Welcome to our "British History" lecture series. Our goal is to shed some light onto the murky history of one of Spidey's lesser known current titles... the alternate universe UK-only series Spectacular Spider-Man (UK Magazine).
Started in 1995 as "reprints plus filler", soon began printing original stories in a kid-friendly generic Spider-Man world very similar to that of the "1990's Spider-Man TV Cartoon". It later rebooted itself to be more similar to the "Ultimate Spider-Man" universe. The series was finally cancelled when Disney took over Marvel, but I have recently been acquiring back issues and filling in the long-neglected review gaps for the middle issues of the series.
In issues prior to this story, Norman Osborn is dead... at least for now. Nobody (except Spider-Man) knows that he died as the Green Goblin. Peter's friend Harry Osborn has become increasingly unstable, believing Spider-Man responsible for the death of his father. Harry's attempt to fake Spider-Man's guilt was recently exposed, and Harry has now disappeared under strange circumstances. Could Harry be the mysterious figure behind the Sinister Six's attack on Spider-Man, and the kidnapping of Flash Thompson?
The answer is yes.
Spider-Man follows the note left behind by the Green Goblin. This leads him to Coney Island, which appears to be conveniently closed and utterly abandoned, making it available to take its place as the scene for yet another super-hero/super-villain fight.
In fact, if you're looking to stage a super-fight, and don't feel like being too creative, here are the standard options.
...and that's pretty much that. There's a few more special-case options, but that basically covers it.
Of course, if you're part of a super-hero team, then of course you get "your hero headquarters" as a bonus alternative. But Spider-Man doesn't qualify in that case.
Anyhow, of the 11 pages in the story, Spider-Man and the "new" Green Goblin fight their way around Coney Island for 9 of them. There's a 1-page interlude where Liz and Mary Jane are drifting around at Flash's birthday party, wondering where the birthday boy has gone to.
Answer: He's been stuck at the top of a roller coaster, waiting for Spidey to rescue him.
...which Spidey duly does. And then Spidey also defeats the Green Goblin, and unmasks him to indeed be revealed as Harry, who has figured out that Peter is Spider-Man, and is seeking revenge for the supposed murder of his father Norman at the hands of the wall-crawler.
A defeated and anger-crazed Harry launches into a cascade of threats against Aunt May and Mary Jane, before Spider-Man finally KO's him with a gentle cross to the jaw, and strips Harry out of his Goblin Suit.
But now what to do? Well, before he gets to do anything more, Spider-Man must first face the timely goblin-clad return of Norman Osborn, who clearly is not dead after all.

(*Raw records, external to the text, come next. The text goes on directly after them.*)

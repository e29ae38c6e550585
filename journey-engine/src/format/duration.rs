//! Duration rendering and parsing.
//!
//! Two differences are computed here. [`instant_difference`] works on raw
//! UTC instants and takes hours and minutes from the unrounded delta;
//! [`local_duration_result`] rounds the total first and derives hours and
//! minutes from it. The two can disagree by a minute at rounding boundaries,
//! and callers rely on each behaving as it does.

use chrono::{DateTime, TimeZone};
use serde::Serialize;

use super::{Translate, TranslationKey};

/// Outcome of measuring the time between two local datetimes.
#[derive(Debug, Clone, PartialEq, Eq, Serialize)]
#[serde(rename_all = "camelCase")]
pub struct DurationResult {
    pub text: String,
    pub hours: i64,
    pub minutes: i64,
    pub total_minutes: i64,
}

impl DurationResult {
    fn empty(text: String) -> Self {
        Self {
            text,
            hours: 0,
            minutes: 0,
            total_minutes: 0,
        }
    }
}

/// Render a minute count as "H:MMh" or "M min".
///
/// Negative counts render as the unavailable placeholder.
///
/// # Examples
///
/// ```
/// use journey_engine::format::{EnglishUnits, format_minutes};
///
/// assert_eq!(format_minutes(90, &EnglishUnits), "1:30h");
/// assert_eq!(format_minutes(45, &EnglishUnits), "45 min");
/// assert_eq!(format_minutes(-5, &EnglishUnits), "--");
/// ```
pub fn format_minutes<T: Translate + ?Sized>(minutes: i64, t: &T) -> String {
    if minutes < 0 {
        return t.translate(TranslationKey::Unavailable);
    }
    format_parts(minutes / 60, minutes % 60, t)
}

fn format_parts<T: Translate + ?Sized>(hours: i64, minutes: i64, t: &T) -> String {
    if hours > 0 {
        format!(
            "{hours}:{minutes:02}{}",
            t.translate(TranslationKey::HoursShort)
        )
    } else {
        format!("{minutes} {}", t.translate(TranslationKey::MinutesShort))
    }
}

/// Render the time between two instants.
///
/// Hours are the floor of the fractional hour delta; minutes are the rounded
/// total minutes modulo 60. A negative delta renders as unavailable.
///
/// # Examples
///
/// ```
/// use journey_engine::format::{EnglishUnits, instant_difference};
/// use chrono::{TimeZone, Utc};
///
/// let start = Utc.with_ymd_and_hms(2024, 1, 15, 10, 0, 0).unwrap();
/// let end = Utc.with_ymd_and_hms(2024, 1, 15, 11, 30, 0).unwrap();
/// assert_eq!(instant_difference(start, end, &EnglishUnits), "1:30h");
/// ```
pub fn instant_difference<Z, T>(start: DateTime<Z>, end: DateTime<Z>, t: &T) -> String
where
    Z: TimeZone,
    T: Translate + ?Sized,
{
    let seconds = end.signed_duration_since(start).num_seconds();
    if seconds < 0 {
        return t.translate(TranslationKey::Unavailable);
    }

    let total_minutes = seconds as f64 / 60.0;
    let hours = (total_minutes / 60.0).floor() as i64;
    let minutes = (total_minutes.round() as i64) % 60;
    format_parts(hours, minutes, t)
}

/// Measure the time between two datetimes already anchored to calendar days.
///
/// A missing endpoint yields the unavailable placeholder. An end before the
/// start is an ordering error and yields the end-before-start message with a
/// zero total; it is never reported as a negative duration.
pub fn local_duration_result<Z, T>(
    start: Option<DateTime<Z>>,
    end: Option<DateTime<Z>>,
    t: &T,
) -> DurationResult
where
    Z: TimeZone,
    T: Translate + ?Sized,
{
    let (Some(start), Some(end)) = (start, end) else {
        return DurationResult::empty(t.translate(TranslationKey::Unavailable));
    };

    if end < start {
        return DurationResult::empty(t.translate(TranslationKey::EndBeforeStart));
    }

    let seconds = end.signed_duration_since(start).num_seconds();
    let total_minutes = (seconds as f64 / 60.0).round() as i64;
    let hours = total_minutes / 60;
    let minutes = total_minutes % 60;

    DurationResult {
        text: format_parts(hours, minutes, t),
        hours,
        minutes,
        total_minutes,
    }
}

/// Read back a duration produced by [`format_minutes`].
///
/// Returns 0 when the text carries neither unit.
///
/// # Examples
///
/// ```
/// use journey_engine::format::{EnglishUnits, parse_minutes};
///
/// assert_eq!(parse_minutes("1:30h", &EnglishUnits), 90);
/// assert_eq!(parse_minutes("45 min", &EnglishUnits), 45);
/// assert_eq!(parse_minutes("--", &EnglishUnits), 0);
/// ```
pub fn parse_minutes<T: Translate + ?Sized>(text: &str, t: &T) -> i64 {
    let hours_unit = t.translate(TranslationKey::HoursShort);
    let minutes_unit = t.translate(TranslationKey::MinutesShort);
    let text = text.trim();

    if let Some((hours, minutes)) = text
        .strip_suffix(hours_unit.as_str())
        .and_then(|body| body.split_once(':'))
    {
        return match (hours.trim().parse::<i64>(), minutes.trim().parse::<i64>()) {
            (Ok(hours), Ok(minutes)) => hours * 60 + minutes,
            _ => 0,
        };
    }

    text.strip_suffix(minutes_unit.as_str())
        .and_then(|body| body.trim().parse().ok())
        .unwrap_or(0)
}

/// Render a multi-day stay, e.g. "3 days / 2 nights".
pub fn format_stay<T: Translate + ?Sized>(days: i64, nights: i64, t: &T) -> String {
    format!(
        "{days} {} / {nights} {}",
        t.translate(TranslationKey::Days),
        t.translate(TranslationKey::Nights)
    )
}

I hated the preceding issue Spectacular Spider-Man (UK Magazine) #147, and didn't particularly care for the conclusion in Spectacular Spider-Man (UK Magazine) #149. But this issue doesn't really give me much to dislike - because nothing really happens.
There's just an endless series of fight panels and explosion, which allows artist Andie Tong to display his professional talents with the pencil.
As a visual spectacle, there's not a lot of variety, but at least it's capably-done.
As a story, it's not quite so impressive. The "surprises" aren't particularly surprising. Harry's appearance as the Green Goblin was easy to anticipate, and given that Norman's body was never found in the fire from a few issues back, then it was pretty inevitable that he would also return.
Still, I can't find anything exceptionally annoying to mark down. So I'm going to let the art work lift this one up to a competent but uninspiring three webs.